== Exercise data ==

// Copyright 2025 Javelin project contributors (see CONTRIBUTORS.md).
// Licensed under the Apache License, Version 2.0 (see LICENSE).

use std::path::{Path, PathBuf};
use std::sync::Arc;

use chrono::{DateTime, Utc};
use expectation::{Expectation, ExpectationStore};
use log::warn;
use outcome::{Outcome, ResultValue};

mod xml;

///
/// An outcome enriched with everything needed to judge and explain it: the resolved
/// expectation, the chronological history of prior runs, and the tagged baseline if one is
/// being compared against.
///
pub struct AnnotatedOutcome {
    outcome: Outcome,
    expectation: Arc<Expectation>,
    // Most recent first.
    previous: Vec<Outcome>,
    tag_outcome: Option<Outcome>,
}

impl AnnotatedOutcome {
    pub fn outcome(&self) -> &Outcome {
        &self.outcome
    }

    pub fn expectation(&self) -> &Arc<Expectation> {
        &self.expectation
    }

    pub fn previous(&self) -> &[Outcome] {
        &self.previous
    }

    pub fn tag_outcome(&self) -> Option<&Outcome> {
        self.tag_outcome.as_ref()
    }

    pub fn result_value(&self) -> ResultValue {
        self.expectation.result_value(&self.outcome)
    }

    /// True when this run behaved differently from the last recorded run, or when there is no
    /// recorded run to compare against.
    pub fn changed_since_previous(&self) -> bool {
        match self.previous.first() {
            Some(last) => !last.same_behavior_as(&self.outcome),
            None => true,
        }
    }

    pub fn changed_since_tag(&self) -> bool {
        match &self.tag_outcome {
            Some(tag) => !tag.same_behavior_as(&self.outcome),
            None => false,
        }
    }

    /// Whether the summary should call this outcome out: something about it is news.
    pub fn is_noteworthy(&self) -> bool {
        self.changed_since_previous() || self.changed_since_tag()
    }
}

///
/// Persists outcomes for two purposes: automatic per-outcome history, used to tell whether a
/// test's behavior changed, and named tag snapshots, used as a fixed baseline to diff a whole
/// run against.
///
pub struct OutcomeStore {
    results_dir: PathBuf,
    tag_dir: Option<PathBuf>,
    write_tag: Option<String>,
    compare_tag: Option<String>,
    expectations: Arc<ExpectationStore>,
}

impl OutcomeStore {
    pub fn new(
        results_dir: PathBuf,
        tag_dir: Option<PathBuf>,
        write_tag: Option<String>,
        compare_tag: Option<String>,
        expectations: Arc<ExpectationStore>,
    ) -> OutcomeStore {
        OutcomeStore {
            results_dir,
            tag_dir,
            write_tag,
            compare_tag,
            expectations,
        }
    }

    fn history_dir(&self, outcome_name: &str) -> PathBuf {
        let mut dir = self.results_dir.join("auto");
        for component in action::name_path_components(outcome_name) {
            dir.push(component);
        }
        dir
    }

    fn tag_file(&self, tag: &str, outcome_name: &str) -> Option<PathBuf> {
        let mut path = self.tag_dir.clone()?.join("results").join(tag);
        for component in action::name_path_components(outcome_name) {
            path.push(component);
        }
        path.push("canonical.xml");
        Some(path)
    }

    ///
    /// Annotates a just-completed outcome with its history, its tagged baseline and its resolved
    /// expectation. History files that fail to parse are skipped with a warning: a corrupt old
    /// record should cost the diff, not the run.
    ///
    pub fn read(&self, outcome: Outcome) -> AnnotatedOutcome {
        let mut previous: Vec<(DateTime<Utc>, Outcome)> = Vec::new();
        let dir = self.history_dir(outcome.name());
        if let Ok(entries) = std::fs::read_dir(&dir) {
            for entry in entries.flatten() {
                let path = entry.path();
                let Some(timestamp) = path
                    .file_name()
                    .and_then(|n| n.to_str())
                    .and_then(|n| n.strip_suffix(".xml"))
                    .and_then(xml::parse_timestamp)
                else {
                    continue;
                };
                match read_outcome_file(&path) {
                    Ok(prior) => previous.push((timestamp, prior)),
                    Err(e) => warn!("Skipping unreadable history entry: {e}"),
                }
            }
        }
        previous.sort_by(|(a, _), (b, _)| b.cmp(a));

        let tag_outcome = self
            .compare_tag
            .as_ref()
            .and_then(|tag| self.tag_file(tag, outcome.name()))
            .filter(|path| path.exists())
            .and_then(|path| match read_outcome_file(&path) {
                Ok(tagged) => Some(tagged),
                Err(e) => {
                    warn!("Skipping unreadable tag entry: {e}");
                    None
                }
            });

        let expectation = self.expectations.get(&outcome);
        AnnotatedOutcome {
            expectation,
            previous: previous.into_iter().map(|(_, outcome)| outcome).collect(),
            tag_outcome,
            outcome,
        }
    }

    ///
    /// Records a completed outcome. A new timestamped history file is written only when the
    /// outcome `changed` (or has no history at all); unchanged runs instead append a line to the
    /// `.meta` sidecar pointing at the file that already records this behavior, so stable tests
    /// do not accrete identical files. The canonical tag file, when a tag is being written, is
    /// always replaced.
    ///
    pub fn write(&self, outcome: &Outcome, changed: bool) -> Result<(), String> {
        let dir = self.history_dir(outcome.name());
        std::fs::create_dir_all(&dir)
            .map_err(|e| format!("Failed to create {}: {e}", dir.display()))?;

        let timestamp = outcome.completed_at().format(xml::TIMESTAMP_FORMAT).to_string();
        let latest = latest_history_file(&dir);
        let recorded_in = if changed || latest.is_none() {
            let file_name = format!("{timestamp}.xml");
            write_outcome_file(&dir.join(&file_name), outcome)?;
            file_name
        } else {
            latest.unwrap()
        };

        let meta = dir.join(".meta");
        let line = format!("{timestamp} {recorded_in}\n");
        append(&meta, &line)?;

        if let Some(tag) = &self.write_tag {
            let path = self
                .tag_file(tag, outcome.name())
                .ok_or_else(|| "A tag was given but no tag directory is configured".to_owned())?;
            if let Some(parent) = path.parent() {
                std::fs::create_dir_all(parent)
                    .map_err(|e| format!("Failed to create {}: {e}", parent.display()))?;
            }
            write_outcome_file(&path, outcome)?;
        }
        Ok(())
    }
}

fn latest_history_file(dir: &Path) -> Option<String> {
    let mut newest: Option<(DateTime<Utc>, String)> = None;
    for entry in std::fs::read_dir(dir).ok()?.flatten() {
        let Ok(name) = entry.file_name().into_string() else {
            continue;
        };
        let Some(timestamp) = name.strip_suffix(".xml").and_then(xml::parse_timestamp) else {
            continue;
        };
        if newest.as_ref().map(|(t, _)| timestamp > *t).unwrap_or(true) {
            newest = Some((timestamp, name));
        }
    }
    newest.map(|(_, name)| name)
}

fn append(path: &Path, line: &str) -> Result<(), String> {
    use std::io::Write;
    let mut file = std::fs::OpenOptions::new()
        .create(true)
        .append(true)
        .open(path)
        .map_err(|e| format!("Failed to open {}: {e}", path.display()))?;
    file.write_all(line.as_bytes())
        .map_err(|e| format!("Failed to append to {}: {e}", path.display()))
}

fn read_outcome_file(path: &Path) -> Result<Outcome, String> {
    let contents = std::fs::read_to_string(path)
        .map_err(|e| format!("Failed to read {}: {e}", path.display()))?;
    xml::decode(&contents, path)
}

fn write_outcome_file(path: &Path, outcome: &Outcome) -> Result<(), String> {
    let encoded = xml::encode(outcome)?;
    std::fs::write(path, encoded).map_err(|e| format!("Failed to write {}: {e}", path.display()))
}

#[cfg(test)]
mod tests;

===

Having read the entries above, set each one down again exactly.

Expected answer:
// Copyright 2025 Javelin project contributors (see CONTRIBUTORS.md).
// Licensed under the Apache License, Version 2.0 (see LICENSE).

use std::path::{Path, PathBuf};
use std::sync::Arc;

use chrono::{DateTime, Utc};
use expectation::{Expectation, ExpectationStore};
use log::warn;
use outcome::{Outcome, ResultValue};

mod xml;

///
/// An outcome enriched with everything needed to judge and explain it: the resolved
/// expectation, the chronological history of prior runs, and the tagged baseline if one is
/// being compared against.
///
pub struct AnnotatedOutcome {
    outcome: Outcome,
    expectation: Arc<Expectation>,
    // Most recent first.
    previous: Vec<Outcome>,
    tag_outcome: Option<Outcome>,
}

impl AnnotatedOutcome {
    pub fn outcome(&self) -> &Outcome {
        &self.outcome
    }

    pub fn expectation(&self) -> &Arc<Expectation> {
        &self.expectation
    }

    pub fn previous(&self) -> &[Outcome] {
        &self.previous
    }

    pub fn tag_outcome(&self) -> Option<&Outcome> {
        self.tag_outcome.as_ref()
    }

    pub fn result_value(&self) -> ResultValue {
        self.expectation.result_value(&self.outcome)
    }

    /// True when this run behaved differently from the last recorded run, or when there is no
    /// recorded run to compare against.
    pub fn changed_since_previous(&self) -> bool {
        match self.previous.first() {
            Some(last) => !last.same_behavior_as(&self.outcome),
            None => true,
        }
    }

    pub fn changed_since_tag(&self) -> bool {
        match &self.tag_outcome {
            Some(tag) => !tag.same_behavior_as(&self.outcome),
            None => false,
        }
    }

    /// Whether the summary should call this outcome out: something about it is news.
    pub fn is_noteworthy(&self) -> bool {
        self.changed_since_previous() || self.changed_since_tag()
    }
}

///
/// Persists outcomes for two purposes: automatic per-outcome history, used to tell whether a
/// test's behavior changed, and named tag snapshots, used as a fixed baseline to diff a whole
/// run against.
///
pub struct OutcomeStore {
    results_dir: PathBuf,
    tag_dir: Option<PathBuf>,
    write_tag: Option<String>,
    compare_tag: Option<String>,
    expectations: Arc<ExpectationStore>,
}

impl OutcomeStore {
    pub fn new(
        results_dir: PathBuf,
        tag_dir: Option<PathBuf>,
        write_tag: Option<String>,
        compare_tag: Option<String>,
        expectations: Arc<ExpectationStore>,
    ) -> OutcomeStore {
        OutcomeStore {
            results_dir,
            tag_dir,
            write_tag,
            compare_tag,
            expectations,
        }
    }

    fn history_dir(&self, outcome_name: &str) -> PathBuf {
        let mut dir = self.results_dir.join("auto");
        for component in action::name_path_components(outcome_name) {
            dir.push(component);
        }
        dir
    }

    fn tag_file(&self, tag: &str, outcome_name: &str) -> Option<PathBuf> {
        let mut path = self.tag_dir.clone()?.join("results").join(tag);
        for component in action::name_path_components(outcome_name) {
            path.push(component);
        }
        path.push("canonical.xml");
        Some(path)
    }

    ///
    /// Annotates a just-completed outcome with its history, its tagged baseline and its resolved
    /// expectation. History files that fail to parse are skipped with a warning: a corrupt old
    /// record should cost the diff, not the run.
    ///
    pub fn read(&self, outcome: Outcome) -> AnnotatedOutcome {
        let mut previous: Vec<(DateTime<Utc>, Outcome)> = Vec::new();
        let dir = self.history_dir(outcome.name());
        if let Ok(entries) = std::fs::read_dir(&dir) {
            for entry in entries.flatten() {
                let path = entry.path();
                let Some(timestamp) = path
                    .file_name()
                    .and_then(|n| n.to_str())
                    .and_then(|n| n.strip_suffix(".xml"))
                    .and_then(xml::parse_timestamp)
                else {
                    continue;
                };
                match read_outcome_file(&path) {
                    Ok(prior) => previous.push((timestamp, prior)),
                    Err(e) => warn!("Skipping unreadable history entry: {e}"),
                }
            }
        }
        previous.sort_by(|(a, _), (b, _)| b.cmp(a));

        let tag_outcome = self
            .compare_tag
            .as_ref()
            .and_then(|tag| self.tag_file(tag, outcome.name()))
            .filter(|path| path.exists())
            .and_then(|path| match read_outcome_file(&path) {
                Ok(tagged) => Some(tagged),
                Err(e) => {
                    warn!("Skipping unreadable tag entry: {e}");
                    None
                }
            });

        let expectation = self.expectations.get(&outcome);
        AnnotatedOutcome {
            expectation,
            previous: previous.into_iter().map(|(_, outcome)| outcome).collect(),
            tag_outcome,
            outcome,
        }
    }

    ///
    /// Records a completed outcome. A new timestamped history file is written only when the
    /// outcome `changed` (or has no history at all); unchanged runs instead append a line to the
    /// `.meta` sidecar pointing at the file that already records this behavior, so stable tests
    /// do not accrete identical files. The canonical tag file, when a tag is being written, is
    /// always replaced.
    ///
    pub fn write(&self, outcome: &Outcome, changed: bool) -> Result<(), String> {
        let dir = self.history_dir(outcome.name());
        std::fs::create_dir_all(&dir)
            .map_err(|e| format!("Failed to create {}: {e}", dir.display()))?;

        let timestamp = outcome.completed_at().format(xml::TIMESTAMP_FORMAT).to_string();
        let latest = latest_history_file(&dir);
        let recorded_in = if changed || latest.is_none() {
            let file_name = format!("{timestamp}.xml");
            write_outcome_file(&dir.join(&file_name), outcome)?;
            file_name
        } else {
            latest.unwrap()
        };

        let meta = dir.join(".meta");
        let line = format!("{timestamp} {recorded_in}\n");
        append(&meta, &line)?;

        if let Some(tag) = &self.write_tag {
            let path = self
                .tag_file(tag, outcome.name())
                .ok_or_else(|| "A tag was given but no tag directory is configured".to_owned())?;
            if let Some(parent) = path.parent() {
                std::fs::create_dir_all(parent)
                    .map_err(|e| format!("Failed to create {}: {e}", parent.display()))?;
            }
            write_outcome_file(&path, outcome)?;
        }
        Ok(())
    }
}

fn latest_history_file(dir: &Path) -> Option<String> {
    let mut newest: Option<(DateTime<Utc>, String)> = None;
    for entry in std::fs::read_dir(dir).ok()?.flatten() {
        let Ok(name) = entry.file_name().into_string() else {
            continue;
        };
        let Some(timestamp) = name.strip_suffix(".xml").and_then(xml::parse_timestamp) else {
            continue;
        };
        if newest.as_ref().map(|(t, _)| timestamp > *t).unwrap_or(true) {
            newest = Some((timestamp, name));
        }
    }
    newest.map(|(_, name)| name)
}

fn append(path: &Path, line: &str) -> Result<(), String> {
    use std::io::Write;
    let mut file = std::fs::OpenOptions::new()
        .create(true)
        .append(true)
        .open(path)
        .map_err(|e| format!("Failed to open {}: {e}", path.display()))?;
    file.write_all(line.as_bytes())
        .map_err(|e| format!("Failed to append to {}: {e}", path.display()))
}

fn read_outcome_file(path: &Path) -> Result<Outcome, String> {
    let contents = std::fs::read_to_string(path)
        .map_err(|e| format!("Failed to read {}: {e}", path.display()))?;
    xml::decode(&contents, path)
}

fn write_outcome_file(path: &Path, outcome: &Outcome) -> Result<(), String> {
    let encoded = xml::encode(outcome)?;
    std::fs::write(path, encoded).map_err(|e| format!("Failed to write {}: {e}", path.display()))
}

#[cfg(test)]
mod tests;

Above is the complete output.